I had to replant vinca which usually do not thrive in the shade, but there they thrive, getting only about 3-4 hours of direct sunlight. Vinca can be planted now and through mid August, but start to flagged in September when the nights get cooler. I am just happy at this point to have some color to fill in where other annuals have succumbed to the heat. Also I found Dragon Wing begonias which can be planted anytime even up to frost. These work horses will take a light freeze and go on blooming their heads off. I have some in large pots in my back yard, and I trimmed them back about a fourth. Pruning helps to take off some of the heavy blooms and thus prevents them from flopping over next month. I re-fertilized with Osmocote only, which is time released and therefore, does not burn the leaves, You may want to just apply some milder fertilizer such as liquid Miracle Gro or Peters liquid as this will give them a new lease on life. Note, it usually is not a good idea to apply a commercial grade fertilizer in this heat, since the heat has stressed your flowers, unless you can really water the fertilizer in or risk scalding the roots, and thus, death would be imminent.

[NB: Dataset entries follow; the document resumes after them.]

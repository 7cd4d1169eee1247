// Retry logic honouring the gateway's retry_after hints

use crate::error::{ErrorCode, SynthError};
use backoff::{backoff::Backoff, ExponentialBackoff};
use serde_json::Value;
use std::time::Duration;
use tracing::debug;

/// Longest delay a hint may impose.
const MAX_HINT_SECS: f64 = 60.0;

/// Read the `retry_after` hint (seconds) attached to an error's details.
/// Returns the delay capped at 60 seconds.
pub fn retry_after_hint(error: &SynthError) -> Option<Duration> {
    let seconds = match error.details.get("retry_after")? {
        Value::Number(n) => n.as_f64()?,
        Value::String(s) => s.trim_end_matches('s').parse().ok()?,
        _ => return None,
    };

    if !seconds.is_finite() || seconds < 0.0 {
        return None;
    }

    Some(Duration::from_secs_f64(seconds.min(MAX_HINT_SECS)))
}

/// Uniform jitter in `[0, max_secs)`, drawn from the OS random source.
pub fn jitter_secs(max_secs: f64) -> f64 {
    let mut buf = [0u8; 8];
    if getrandom::getrandom(&mut buf).is_err() {
        return max_secs / 2.0;
    }
    // 53 random bits give a uniformly distributed f64 in [0, 1)
    let unit = (u64::from_le_bytes(buf) >> 11) as f64 / (1u64 << 53) as f64;
    unit * max_secs
}

/// Create exponential backoff configuration for retries
pub fn create_backoff() -> ExponentialBackoff {
    ExponentialBackoff {
        current_interval: Duration::from_millis(500), // Start at 500ms
        initial_interval: Duration::from_millis(500),
        randomization_factor: 0.3, // Add jitter
        multiplier: 2.0,           // Double each time
        max_interval: Duration::from_secs(30),
        max_elapsed_time: Some(Duration::from_secs(120)),
        ..Default::default()
    }
}

/// Determine if an error code describes a transient condition
pub fn is_retryable(code: ErrorCode) -> bool {
    matches!(
        code,
        ErrorCode::ResourceExhausted | ErrorCode::SystemOverload | ErrorCode::TtsTimeout
    )
}

/// Execute operation with retry logic
/// - Uses the error's retry_after hint if available
/// - Falls back to exponential backoff
/// - Gives up on non-transient errors or after `max_attempts`
pub async fn with_retry<F, Fut, T>(
    operation_name: &str,
    max_attempts: u32,
    mut operation: F,
) -> Result<T, SynthError>
where
    F: FnMut(u32) -> Fut,
    Fut: std::future::Future<Output = Result<T, SynthError>>,
{
    let mut backoff = create_backoff();
    let mut attempt = 0;

    loop {
        attempt += 1;

        match operation(attempt).await {
            Ok(result) => {
                if attempt > 1 {
                    debug!("{} succeeded on attempt {}", operation_name, attempt);
                }
                return Ok(result);
            }
            Err(error) => {
                if !is_retryable(error.code) || attempt >= max_attempts {
                    return Err(error);
                }

                let delay = match retry_after_hint(&error) {
                    Some(hint) => {
                        debug!(
                            "{} failed with {} (attempt {}), gateway suggests waiting {}ms",
                            operation_name,
                            error.code,
                            attempt,
                            hint.as_millis()
                        );
                        hint
                    }
                    None => {
                        let backoff_delay =
                            backoff.next_backoff().unwrap_or(Duration::from_secs(30));
                        debug!(
                            "{} failed with {} (attempt {}), retrying after {}ms",
                            operation_name,
                            error.code,
                            attempt,
                            backoff_delay.as_millis()
                        );
                        backoff_delay
                    }
                };

                tokio::time::sleep(delay).await;
            }
        }
    }
}

#[cfg(test)]
mod tests {
    use super::*;
    use std::sync::atomic::{AtomicU32, Ordering};

    #[test]
    fn test_retry_after_hint() {
        let error = SynthError::new(ErrorCode::SystemOverload, "busy").with_detail("retry_after", 2.5);
        assert_eq!(retry_after_hint(&error).unwrap().as_millis(), 2500);

        let text = SynthError::new(ErrorCode::SystemOverload, "busy").with_detail("retry_after", "40s");
        assert_eq!(retry_after_hint(&text).unwrap().as_secs(), 40);

        // Capped at 60s
        let huge = SynthError::new(ErrorCode::SystemOverload, "busy").with_detail("retry_after", 120);
        assert_eq!(retry_after_hint(&huge).unwrap().as_secs(), 60);

        let none = SynthError::new(ErrorCode::SystemOverload, "busy");
        assert!(retry_after_hint(&none).is_none());
    }

    #[test]
    fn test_jitter_within_bounds() {
        for _ in 0..100 {
            let jitter = jitter_secs(2.0);
            assert!((0.0..2.0).contains(&jitter));
        }
    }

    #[test]
    fn test_is_retryable() {
        assert!(is_retryable(ErrorCode::ResourceExhausted));
        assert!(is_retryable(ErrorCode::SystemOverload));
        assert!(!is_retryable(ErrorCode::InvalidText));
        assert!(!is_retryable(ErrorCode::ConfigInvalid));
    }

    #[tokio::test(start_paused = true)]
    async fn test_with_retry_uses_hint_then_succeeds() {
        let calls = AtomicU32::new(0);
        let result = with_retry("test", 3, |attempt| {
            calls.fetch_add(1, Ordering::SeqCst);
            async move {
                if attempt < 2 {
                    Err(SynthError::new(ErrorCode::ResourceExhausted, "full")
                        .with_detail("retry_after", 1))
                } else {
                    Ok(attempt)
                }
            }
        })
        .await;

        assert_eq!(result.unwrap(), 2);
        assert_eq!(calls.load(Ordering::SeqCst), 2);
    }

    #[tokio::test]
    async fn test_with_retry_stops_on_fatal() {
        let result: Result<(), _> = with_retry("test", 5, |_| async {
            Err(SynthError::new(ErrorCode::TextTooLong, "long"))
        })
        .await;
        assert_eq!(result.unwrap_err().code, ErrorCode::TextTooLong);
    }
}
// Resource monitor - samples host load and tracks job latency

use crate::monitor::models::{LatencyStats, LoadCounts, ResourceSnapshot};
use crate::monitor::probe::SystemProbe;
use chrono::{DateTime, Utc};
use parking_lot::Mutex;
use serde::Serialize;
use std::collections::VecDeque;
use std::time::Duration;
use tokio::time::Instant;
use tracing::trace;

/// Weight of the newest CPU reading in the smoothed value.
const CPU_EWMA_ALPHA: f64 = 0.3;

/// The latency window is trimmed to `LATENCY_KEEP` once it grows past `LATENCY_WINDOW_MAX`.
const LATENCY_WINDOW_MAX: usize = 1000;
const LATENCY_KEEP: usize = 500;

/// Trailing samples averaged into a snapshot.
const LATENCY_AVG_SAMPLES: usize = 100;

const MEMORY_HISTORY_POINTS: usize = 60;

/// One memory reading kept for the health endpoint.
#[derive(Debug, Clone, Serialize)]
pub struct MemoryPoint {
    pub timestamp: DateTime<Utc>,
    pub percent: f64,
}

#[derive(Default)]
struct MonitorState {
    smoothed_cpu: Option<f64>,
    latencies: Vec<f64>,
    memory_history: VecDeque<MemoryPoint>,
    last_snapshot: Option<ResourceSnapshot>,
}

/// Pull-based sampler of host and job load.
pub struct ResourceMonitor {
    probe: Mutex<Box<dyn SystemProbe>>,
    state: Mutex<MonitorState>,
    started_at: Instant,
}

impl ResourceMonitor {
    pub fn new(probe: Box<dyn SystemProbe>) -> Self {
        Self {
            probe: Mutex::new(probe),
            state: Mutex::new(MonitorState::default()),
            started_at: Instant::now(),
        }
    }

    /// Take a fresh reading and combine it with the caller's job counts.
    pub fn sample(&self, counts: LoadCounts) -> ResourceSnapshot {
        let readings = self.probe.lock().read();
        let mut state = self.state.lock();

        let cpu_percent = match state.smoothed_cpu {
            Some(previous) => CPU_EWMA_ALPHA.mul_add(readings.cpu_percent, (1.0 - CPU_EWMA_ALPHA) * previous),
            None => readings.cpu_percent,
        };
        state.smoothed_cpu = Some(cpu_percent);

        let snapshot = ResourceSnapshot {
            cpu_percent,
            memory_percent: readings.memory_percent,
            disk_percent: readings.disk_percent,
            open_fds: readings.open_fds,
            active_jobs: counts.active,
            max_jobs: counts.max,
            queue_depth: counts.queued,
            avg_latency_secs: trailing_average(&state.latencies),
        };
        state.last_snapshot = Some(snapshot);

        trace!(
            cpu = snapshot.cpu_percent,
            memory = snapshot.memory_percent,
            disk = snapshot.disk_percent,
            status = %snapshot.status(),
            "Resource sample"
        );
        snapshot
    }

    /// Most recent snapshot, if any sample has been taken.
    pub fn last_snapshot(&self) -> Option<ResourceSnapshot> {
        self.state.lock().last_snapshot
    }

    /// Record the wall-clock duration of one finished job.
    pub fn record_latency(&self, duration: Duration) {
        let mut state = self.state.lock();
        state.latencies.push(duration.as_secs_f64());
        if state.latencies.len() > LATENCY_WINDOW_MAX {
            let excess = state.latencies.len() - LATENCY_KEEP;
            state.latencies.drain(..excess);
        }
    }

    pub fn latency_stats(&self) -> LatencyStats {
        let state = self.state.lock();
        let window = &state.latencies;
        if window.is_empty() {
            return LatencyStats::default();
        }

        LatencyStats {
            samples: window.len(),
            avg_secs: trailing_average(window),
            min_secs: window.iter().copied().fold(f64::INFINITY, f64::min),
            max_secs: window.iter().copied().fold(0.0, f64::max),
        }
    }

    /// Append a memory reading to the bounded history.
    pub fn record_memory(&self, percent: f64) {
        let mut state = self.state.lock();
        if state.memory_history.len() == MEMORY_HISTORY_POINTS {
            state.memory_history.pop_front();
        }
        state.memory_history.push_back(MemoryPoint {
            timestamp: Utc::now(),
            percent,
        });
    }

    pub fn memory_history(&self) -> Vec<MemoryPoint> {
        self.state.lock().memory_history.iter().cloned().collect()
    }

    pub fn uptime(&self) -> Duration {
        self.started_at.elapsed()
    }
}

fn trailing_average(window: &[f64]) -> f64 {
    let recent = &window[window.len().saturating_sub(LATENCY_AVG_SAMPLES)..];
    if recent.is_empty() {
        return 0.0;
    }
    recent.iter().sum::<f64>() / recent.len() as f64
}

#[cfg(test)]
mod tests {
    use super::*;
    use crate::monitor::models::ResourceStatus;
    use crate::monitor::probe::{StaticProbe, SystemReadings};

    fn monitor_with(readings: SystemReadings) -> (ResourceMonitor, StaticProbe) {
        let probe = StaticProbe::new(readings);
        (ResourceMonitor::new(Box::new(probe.clone())), probe)
    }

    #[test]
    fn test_sample_carries_counts() {
        let (monitor, _) = monitor_with(SystemReadings::default());
        let snapshot = monitor.sample(LoadCounts { active: 3, max: 10, queued: 2 });
        assert_eq!(snapshot.active_jobs, 3);
        assert_eq!(snapshot.max_jobs, 10);
        assert_eq!(snapshot.queue_depth, 2);
        assert_eq!(snapshot.status(), ResourceStatus::Available);
        assert_eq!(monitor.last_snapshot(), Some(snapshot));
    }

    #[test]
    fn test_memory_pressure_reported_unsmoothed() {
        let (monitor, probe) = monitor_with(SystemReadings::default());
        monitor.sample(LoadCounts::default());
        probe.set_memory(96.0);
        let snapshot = monitor.sample(LoadCounts::default());
        assert_eq!(snapshot.status(), ResourceStatus::Exhausted);
    }

    #[test]
    fn test_cpu_is_smoothed() {
        let (monitor, probe) = monitor_with(SystemReadings::default());
        monitor.sample(LoadCounts::default());
        probe.set(SystemReadings { cpu_percent: 100.0, ..Default::default() });
        let snapshot = monitor.sample(LoadCounts::default());
        assert!((snapshot.cpu_percent - 30.0).abs() < 1e-9);
    }

    #[test]
    fn test_latency_window_trimmed() {
        let (monitor, _) = monitor_with(SystemReadings::default());
        for _ in 0..1001 {
            monitor.record_latency(Duration::from_secs(1));
        }
        assert_eq!(monitor.latency_stats().samples, 500);
    }

    #[test]
    fn test_average_uses_recent_samples() {
        let (monitor, _) = monitor_with(SystemReadings::default());
        for _ in 0..200 {
            monitor.record_latency(Duration::from_secs(10));
        }
        for _ in 0..100 {
            monitor.record_latency(Duration::from_millis(500));
        }
        let snapshot = monitor.sample(LoadCounts::default());
        assert!((snapshot.avg_latency_secs - 0.5).abs() < 1e-9);

        let stats = monitor.latency_stats();
        assert_eq!(stats.max_secs, 10.0);
        assert_eq!(stats.min_secs, 0.5);
    }

    #[test]
    fn test_memory_history_bounded() {
        let (monitor, _) = monitor_with(SystemReadings::default());
        for i in 0..75 {
            monitor.record_memory(i as f64);
        }
        let history = monitor.memory_history();
        assert_eq!(history.len(), 60);
        assert_eq!(history[0].percent, 15.0);
    }
}
// Worker process supervision module

pub mod handle;
pub mod registry;
pub mod runner;

pub use handle::WorkerHandle;
pub use registry::{DrainReport, JobInfo, JobRecord, ProcessRegistry, RegistryStats};
pub use runner::{spawn_and_run, JobSpec, WorkerCommand, WorkerOutput};
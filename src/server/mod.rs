//! Axum-based monitoring server for synthgate.
//!
//! Exposes read-only views of the gateway: a coarse health check, the full
//! statistics document and the Prometheus exposition.
//!
//! # Components
//!
//! - `handlers`: The `/health`, `/health/detailed` and `/metrics` endpoints.
//! - `middleware`: Correlation id propagation.
//! - `routes`: The router that ties everything together.

mod handlers;
mod middleware;
mod routes;

pub use handlers::{HealthCheck, HealthResponse, HealthStatus};
pub use middleware::CORRELATION_ID_HEADER;
pub use routes::{create_router, AppState};
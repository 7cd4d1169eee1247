// Result cache module

pub mod manager;
pub mod models;

pub use manager::ResultCache;
pub use models::{CacheConfig, CacheEntry, CacheKey, CacheStats, EvictionPolicy};
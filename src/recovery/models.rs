//! Recovery outcomes, error records and error statistics.

use crate::error::{ErrorCode, SynthError};
use chrono::{DateTime, Utc};
use serde::Serialize;
use serde_json::{Map, Value};
use std::collections::BTreeMap;
use tokio::time::Instant;

/// What the failing job was trying to do.
#[derive(Debug, Clone, Default)]
pub struct ErrorContext {
    pub correlation_id: Option<String>,
    /// Caller-facing operation, e.g. `synthesize`.
    pub endpoint: Option<String>,
    pub requested_model: Option<String>,
    pub text: Option<String>,
    pub retry_count: u32,
}

impl ErrorContext {
    pub fn new() -> Self {
        Self::default()
    }

    pub fn with_correlation_id(mut self, correlation_id: impl Into<String>) -> Self {
        self.correlation_id = Some(correlation_id.into());
        self
    }

    pub fn with_endpoint(mut self, endpoint: impl Into<String>) -> Self {
        self.endpoint = Some(endpoint.into());
        self
    }

    pub fn with_model(mut self, model: impl Into<String>) -> Self {
        self.requested_model = Some(model.into());
        self
    }

    pub fn with_text(mut self, text: impl Into<String>) -> Self {
        self.text = Some(text.into());
        self
    }

    pub fn with_retry_count(mut self, retry_count: u32) -> Self {
        self.retry_count = retry_count;
        self
    }

    fn to_map(&self) -> Map<String, Value> {
        let mut map = Map::new();
        if let Some(endpoint) = &self.endpoint {
            map.insert("endpoint".into(), endpoint.clone().into());
        }
        if let Some(model) = &self.requested_model {
            map.insert("requested_model".into(), model.clone().into());
        }
        if let Some(text) = &self.text {
            map.insert("text_length".into(), text.chars().count().into());
        }
        map.insert("retry_count".into(), self.retry_count.into());
        map
    }
}

/// A replacement outcome proposed for a failed job.
#[derive(Debug, Clone, PartialEq, Serialize)]
#[serde(tag = "kind", rename_all = "snake_case")]
pub enum Recovery {
    /// Run again with another model.
    FallbackModel { model: String, message: String },
    /// Try again after a delay.
    RetryAfter {
        delay_secs: f64,
        retry_count: u32,
        message: String,
    },
    /// Run again with shorter input.
    TruncateText { text: String, message: String },
}

impl Recovery {
    pub fn kind(&self) -> &'static str {
        match self {
            Recovery::FallbackModel { .. } => "fallback_model",
            Recovery::RetryAfter { .. } => "retry_after",
            Recovery::TruncateText { .. } => "truncate_text",
        }
    }

    pub fn message(&self) -> &str {
        match self {
            Recovery::FallbackModel { message, .. }
            | Recovery::RetryAfter { message, .. }
            | Recovery::TruncateText { message, .. } => message,
        }
    }
}

/// The handler's answer to a recoverable failure.
#[derive(Debug)]
pub struct Resolution {
    pub recovery: Recovery,
    /// Whether this came from the generic degradation policy rather than a
    /// registered strategy.
    pub degraded: bool,
    /// The failure that was resolved.
    pub error: SynthError,
}

/// One entry of the recent-error ring.
#[derive(Debug, Clone, Serialize)]
pub struct ErrorRecord {
    pub code: ErrorCode,
    pub message: String,
    pub details: Map<String, Value>,
    pub correlation_id: Option<String>,
    pub timestamp: DateTime<Utc>,
    pub context: Map<String, Value>,
    #[serde(skip)]
    pub occurred_at: Instant,
}

impl ErrorRecord {
    pub fn new(error: &SynthError, context: &ErrorContext) -> Self {
        Self {
            code: error.code,
            message: error.message.clone(),
            details: error.details.clone(),
            correlation_id: error
                .correlation_id
                .clone()
                .or_else(|| context.correlation_id.clone()),
            timestamp: Utc::now(),
            context: context.to_map(),
            occurred_at: Instant::now(),
        }
    }
}

#[derive(Debug, Clone, Default, Serialize)]
pub struct ErrorStats {
    pub total_errors: u64,
    /// Cumulative counts, unaffected by ring trimming.
    pub errors_by_code: BTreeMap<ErrorCode, u64>,
    pub errors_last_minute: usize,
    pub errors_last_hour: usize,
    /// Counts within the ring buffer only.
    pub recent_by_code: BTreeMap<ErrorCode, usize>,
    pub recent_errors: usize,
    pub recoveries: u64,
    pub degradations: u64,
}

One of the most successful plants I started from seed this spring was basil. It is so simply to grow and all varieties were just as easy. After germination, the seedlings were transferred to 4"x4" pots which I saved from my trash heap last year. Some remained in pots, others went into the flower beds. Water and mostly sunny beds have yielded a bumper crop. My mission was to make Pesto, and share with friends. The interesting historical fact of basil was that it was associated with royalty. It is legend that only Kings with golden sickles were allowed to cut the fragrant herb. I received a different recipe for Pesto last fall, and plan to use it this year. Not only does it have the usual cast of ingredients such as garlic and olive oil, but butter is added to the recipe. The butter gives Pesot such a smooth and velvety texture. Another simple way to keep basil for 6 months is to stuff washed and well dried leaves into a jar, then cover the leaves with olive or any other type of oil. Tightly cap the jar, and refrigerate. Another use besides using directly in recipes, is to put the freshly dried leave into vinegars. What an excellent addition to any salad dressing or for use over tomatoes and mozzarella cheese for a much loved caprese salad.
PLANT OF THE MONTH--SCABIOSA (DIPSACACEA)
The pincushion plant is a perennial that all gardeners should grow. Lavender to soft blue flowers bloom all summer with very little care. thee need a sunny location with some afternoon shade, in well drained soil, and will also thrive in the type of alkaline soil such as what we deal with in Montgomery. If you cut off the dead blooms, they bloom more. They make the best statement if planted in clumps of three or four. They reseed in fall and the crowns(roots of the plant) can be divided in the spring only. If you are striving for beds that are easier to maintain, combine the scabiosa with Stella d'Oro daylilies, phlox, monarda (bee balm), all types of yarrow, and cone flower. The most reliable varieties are: (1) scabiosa caucasia, the pinchushion plant as stated above and these can come back for generations, (2) Scabiosa columbaria comes in white (Alba), blue (Blue Perfection), and deep lavender-blue (Fama). (3) scaciosa ochroleuca is yellow, with lacy soft yellow bloom heads and grow to 2' to 3' tall. This variety is not as long lived.